Dataset records
*** Block opens ***
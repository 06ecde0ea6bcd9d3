//
// Copyright (c) 2023 ZettaScale Technology
//
// This program and the accompanying materials are made available under the
// terms of the Eclipse Public License 2.0 which is available at
// http://www.eclipse.org/legal/epl-2.0, or the Apache License, Version 2.0
// which is available at https://www.apache.org/licenses/LICENSE-2.0.
//
// SPDX-License-Identifier: EPL-2.0 OR Apache-2.0
//
// Contributors:
//   ZettaScale Zenoh Team, <zenoh@zettascale.tech>
//
/// The environment variable holding the path of the configuration file read by [`Config::from_env`](super::Config::from_env).
pub const ENV: &str = "KEYSPACE_CONFIG";

#[allow(non_upper_case_globals)]
pub mod parameters {
    use crate::DuplicatePolicy;
    pub const duplicates: DuplicatePolicy = DuplicatePolicy::Reject;
}

#[allow(non_upper_case_globals)]
pub mod selector {
    pub const autocanonize: bool = true;
}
*** Block closes ***
### Task:
What you return must match the records exactly, down to the last line.

### Result of the task:
repository 06ecde0ea6bcd9d3
//
// Copyright (c) 2023 ZettaScale Technology
//
// This program and the accompanying materials are made available under the
// terms of the Eclipse Public License 2.0 which is available at
// http://www.eclipse.org/legal/epl-2.0, or the Apache License, Version 2.0
// which is available at https://www.apache.org/licenses/LICENSE-2.0.
//
// SPDX-License-Identifier: EPL-2.0 OR Apache-2.0
//
// Contributors:
//   ZettaScale Zenoh Team, <zenoh@zettascale.tech>
//
/// The environment variable holding the path of the configuration file read by [`Config::from_env`](super::Config::from_env).
pub const ENV: &str = "KEYSPACE_CONFIG";

#[allow(non_upper_case_globals)]
pub mod parameters {
    use crate::DuplicatePolicy;
    pub const duplicates: DuplicatePolicy = DuplicatePolicy::Reject;
}

#[allow(non_upper_case_globals)]
pub mod selector {
    pub const autocanonize: bool = true;
}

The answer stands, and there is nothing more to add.